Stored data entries
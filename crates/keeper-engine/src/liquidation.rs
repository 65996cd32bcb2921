//! Liquidation keeper: flag and liquidate underwater positions.

use std::collections::HashMap;
use std::sync::Arc;

use alloy::primitives::{Address, U256};
use keeper_chain::{
    BlockInfo, BoxFuture, Call3, ChainResult, MarketCall, MarketContract, Multicall,
};
use keeper_core::params::{LiquidationParams, MULTICALL_PAGE_SIZE};
use keeper_core::{ChainEvent, EventKind, EventPayload, Market, Position};
use keeper_telemetry::Metrics;
use rust_decimal::Decimal;
use tracing::{debug, info, warn};

use crate::error::EngineResult;
use crate::keeper::{ChainSnapshot, Keeper, KeeperDeps};

const EVENTS_OF_INTEREST: &[EventKind] = &[
    EventKind::FundingRecomputed,
    EventKind::PositionModified,
    EventKind::PositionLiquidated,
    EventKind::PositionFlagged,
];

/// The three disjoint candidate groups, in processing priority order.
#[derive(Debug, Default, PartialEq, Eq)]
pub struct LiquidationGroups {
    /// Known liq price within the proximity threshold of the current price;
    /// closest first, higher leverage breaking ties.
    pub close: Vec<Address>,
    /// Unknown liq price, needs a refresh; higher leverage first.
    pub unknown: Vec<Address>,
    /// Known but far and stale liq price; oldest refresh first, truncated
    /// to the per-tick refresh budget.
    pub outdated: Vec<Address>,
}

impl LiquidationGroups {
    pub fn concat(self) -> Vec<Address> {
        let mut all = self.close;
        all.extend(self.unknown);
        all.extend(self.outdated);
        all
    }
}

/// Compute the candidate groups for one tick.
///
/// Pure over the index so the ordering rules are testable in isolation.
pub fn liquidation_groups(
    positions: &HashMap<Address, Position>,
    asset_price: Decimal,
    block_tip_timestamp: u64,
    params: &LiquidationParams,
) -> LiquidationGroups {
    let mut close: Vec<(&Position, Decimal)> = Vec::new();
    let mut unknown: Vec<&Position> = Vec::new();
    let mut outdated: Vec<&Position> = Vec::new();

    let recency_floor =
        block_tip_timestamp.saturating_sub(params.far_price_recency_cutoff.as_secs());

    for position in positions.values().filter(|p| p.is_open()) {
        match position.liq_distance(asset_price) {
            None => unknown.push(position),
            Some(distance) if distance <= params.proximity_threshold => {
                close.push((position, distance));
            }
            Some(_) => {
                if position.liq_price_updated_timestamp < recency_floor {
                    outdated.push(position);
                }
            }
        }
    }

    close.sort_by(|(a, da), (b, db)| {
        da.cmp(db)
            .then_with(|| b.leverage.cmp(&a.leverage))
            .then_with(|| a.account.cmp(&b.account))
    });
    unknown.sort_by(|a, b| {
        b.leverage
            .cmp(&a.leverage)
            .then_with(|| a.account.cmp(&b.account))
    });
    outdated.sort_by(|a, b| {
        a.liq_price_updated_timestamp
            .cmp(&b.liq_price_updated_timestamp)
            .then_with(|| a.account.cmp(&b.account))
    });
    outdated.truncate(params.max_far_prices_to_update);

    LiquidationGroups {
        close: close.into_iter().map(|(p, _)| p.account).collect(),
        unknown: unknown.into_iter().map(|p| p.account).collect(),
        outdated: outdated.into_iter().map(|p| p.account).collect(),
    }
}

enum CandidateOutcome {
    /// Liquidation price refreshed; nothing actionable yet.
    Refreshed(Decimal),
    Liquidated,
}

/// Per-market keeper for liquidations.
///
/// Maintains `account -> Position` from the modification/liquidation event
/// stream; each tick ranks candidates by liquidation proximity and walks
/// them through the flag-then-liquidate protocol.
pub struct LiquidationKeeper {
    market: Market,
    contract: Arc<dyn MarketContract>,
    deps: KeeperDeps,
    multicall: Option<Arc<dyn Multicall>>,
    params: LiquidationParams,
    positions: HashMap<Address, Position>,
    /// Chain clock advanced by `FundingRecomputed`; ages out stale liq
    /// prices without extra RPC.
    block_tip_timestamp: u64,
    /// Asset price delivered by the distributor for the current tick.
    asset_price: Option<Decimal>,
}

impl LiquidationKeeper {
    pub fn new(
        market: Market,
        contract: Arc<dyn MarketContract>,
        deps: KeeperDeps,
        multicall: Option<Arc<dyn Multicall>>,
        params: LiquidationParams,
    ) -> Self {
        Self {
            market,
            contract,
            deps,
            multicall,
            params,
            positions: HashMap::new(),
            block_tip_timestamp: 0,
            asset_price: None,
        }
    }

    /// Open positions, keyed by account.
    pub fn open_positions(&self) -> &HashMap<Address, Position> {
        &self.positions
    }

    fn apply_events(&mut self, events: &[ChainEvent]) {
        for event in events {
            match &event.payload {
                EventPayload::PositionModified {
                    id,
                    account,
                    size,
                    margin,
                    last_price,
                } => {
                    if margin.is_zero() {
                        self.positions.remove(account);
                    } else {
                        self.positions.insert(
                            *account,
                            Position::from_modification(*id, *account, *size, *margin, *last_price),
                        );
                    }
                }
                EventPayload::PositionLiquidated { account }
                | EventPayload::PositionFlagged { account } => {
                    self.positions.remove(account);
                }
                EventPayload::FundingRecomputed { timestamp } => {
                    self.block_tip_timestamp = *timestamp;
                }
                _ => {}
            }
        }
    }

    async fn run_execute(&mut self) -> EngineResult<()> {
        let Some(asset_price) = self.asset_price else {
            debug!(market = %self.market.key, "No asset price this tick; skipping selection");
            return Ok(());
        };
        if self.positions.is_empty() {
            return Ok(());
        }

        let groups = liquidation_groups(
            &self.positions,
            asset_price,
            self.block_tip_timestamp,
            &self.params,
        );
        debug!(
            market = %self.market.key,
            close = groups.close.len(),
            unknown = groups.unknown.len(),
            outdated = groups.outdated.len(),
            "Liquidation candidates selected"
        );
        let candidates = groups.concat();
        if candidates.is_empty() {
            return Ok(());
        }

        if let Some(multicall) = self.multicall.clone() {
            self.flag_via_multicall(&candidates, multicall.as_ref())
                .await;
        }

        for account in candidates {
            match self.process_candidate(account).await {
                Ok(CandidateOutcome::Refreshed(price)) => {
                    if let Some(position) = self.positions.get_mut(&account) {
                        position.liq_price = Some(price);
                        position.liq_price_updated_timestamp = self.block_tip_timestamp;
                    }
                }
                Ok(CandidateOutcome::Liquidated) => {
                    self.positions.remove(&account);
                    Metrics::position_liquidated(self.market.key.as_str());
                    info!(market = %self.market.key, %account, "Position liquidated");
                }
                Err(e) => {
                    warn!(market = %self.market.key, %account, error = %e, "Liquidation task failed");
                    Metrics::keeper_error(self.name(), self.market.key.as_str());
                }
            }
        }
        Ok(())
    }

    /// Cheaply discover which flags the contract will accept, then submit
    /// one batched transaction with only those.
    async fn flag_via_multicall(&self, candidates: &[Address], multicall: &dyn Multicall) {
        for page in candidates.chunks(MULTICALL_PAGE_SIZE) {
            let calls: Vec<Call3> = page
                .iter()
                .map(|account| Call3 {
                    target: self.contract.address(),
                    allow_failure: true,
                    calldata: self
                        .contract
                        .encode_call(&MarketCall::FlagPosition(*account)),
                })
                .collect();

            let results = match multicall.dry_run(calls.clone()).await {
                Ok(results) => results,
                Err(e) => {
                    warn!(market = %self.market.key, error = %e, "Multicall dry-run failed");
                    return;
                }
            };

            let accepted: Vec<Call3> = calls
                .into_iter()
                .zip(&results)
                .filter(|(_, r)| r.success)
                .map(|(c, _)| c)
                .collect();
            if accepted.is_empty() {
                continue;
            }

            debug!(
                market = %self.market.key,
                accepted = accepted.len(),
                page = page.len(),
                "Submitting batched flags via multicall"
            );

            let submitted: EngineResult<()> = self
                .deps
                .pool
                .with_signer(Some(self.market.asset.as_str()), |lease| {
                    let accepted = accepted.clone();
                    async move {
                        let estimate = multicall.estimate_gas(accepted.clone()).await?;
                        let gas_price = self.deps.chain.gas_price().await?;
                        let opts = keeper_chain::TxOptions::new(lease.address(), lease.nonce())
                            .gas_limit(keeper_core::params::with_gas_headroom(estimate))
                            .gas_price(
                                gas_price
                                    .saturating_mul(keeper_core::params::GAS_PRICE_HEADROOM),
                            );
                        let pending = multicall.submit(accepted, opts).await?;
                        crate::keeper::wait_tx(pending).await?;
                        lease.advance();
                        Ok(())
                    }
                })
                .await;
            if let Err(e) = submitted {
                warn!(market = %self.market.key, error = %e, "Multicall flag batch failed");
                Metrics::keeper_error(self.name(), self.market.key.as_str());
            }
        }
    }

    /// The per-candidate protocol: refresh when not yet liquidatable,
    /// otherwise flag (if needed) and liquidate under one signer lease.
    async fn process_candidate(&self, account: Address) -> EngineResult<CandidateOutcome> {
        let can_liquidate = self.contract.can_liquidate(account).await?;
        let flagged = self.contract.is_flagged(account).await?;

        if !can_liquidate && !flagged {
            let price = self.contract.liquidation_price(account).await?;
            return Ok(CandidateOutcome::Refreshed(price));
        }

        let contract = self.contract.as_ref();
        self.deps
            .pool
            .with_signer(Some(self.market.asset.as_str()), |lease| async move {
                if !flagged {
                    self.deps
                        .submit_with_lease(
                            contract,
                            &lease,
                            MarketCall::FlagPosition(account),
                            U256::ZERO,
                        )
                        .await?;
                }
                self.deps
                    .submit_with_lease(
                        contract,
                        &lease,
                        MarketCall::LiquidatePosition(account),
                        U256::ZERO,
                    )
                    .await?;
                Ok(CandidateOutcome::Liquidated)
            })
            .await
    }
}

impl Keeper for LiquidationKeeper {
    fn name(&self) -> &'static str {
        "liquidations"
    }

    fn market(&self) -> &Market {
        &self.market
    }

    fn events_of_interest(&self) -> &'static [EventKind] {
        EVENTS_OF_INTEREST
    }

    fn needs_asset_price(&self) -> bool {
        true
    }

    fn fetch_asset_price(&self) -> BoxFuture<'_, ChainResult<Decimal>> {
        self.contract.asset_price()
    }

    fn update_index(&mut self, events: &[ChainEvent], _block: BlockInfo, price: Option<Decimal>) {
        if price.is_some() {
            self.asset_price = price;
        }
        self.apply_events(events);
    }

    fn hydrate(&mut self, snapshot: &ChainSnapshot) {
        for position in &snapshot.positions {
            self.positions
                .entry(position.account)
                .or_insert_with(|| position.clone());
        }
    }

    fn execute(&mut self) -> BoxFuture<'_, EngineResult<()>> {
        Box::pin(self.run_execute())
    }
}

Exercise aim
Find all the lines with "async" in the data and copy them.

Solution
    async fn run_execute(&mut self) -> EngineResult<()> {
    async fn flag_via_multicall(&self, candidates: &[Address], multicall: &dyn Multicall) {
                    async move {
    async fn process_candidate(&self, account: Address) -> EngineResult<CandidateOutcome> {
            .with_signer(Some(self.market.asset.as_str()), |lease| async move {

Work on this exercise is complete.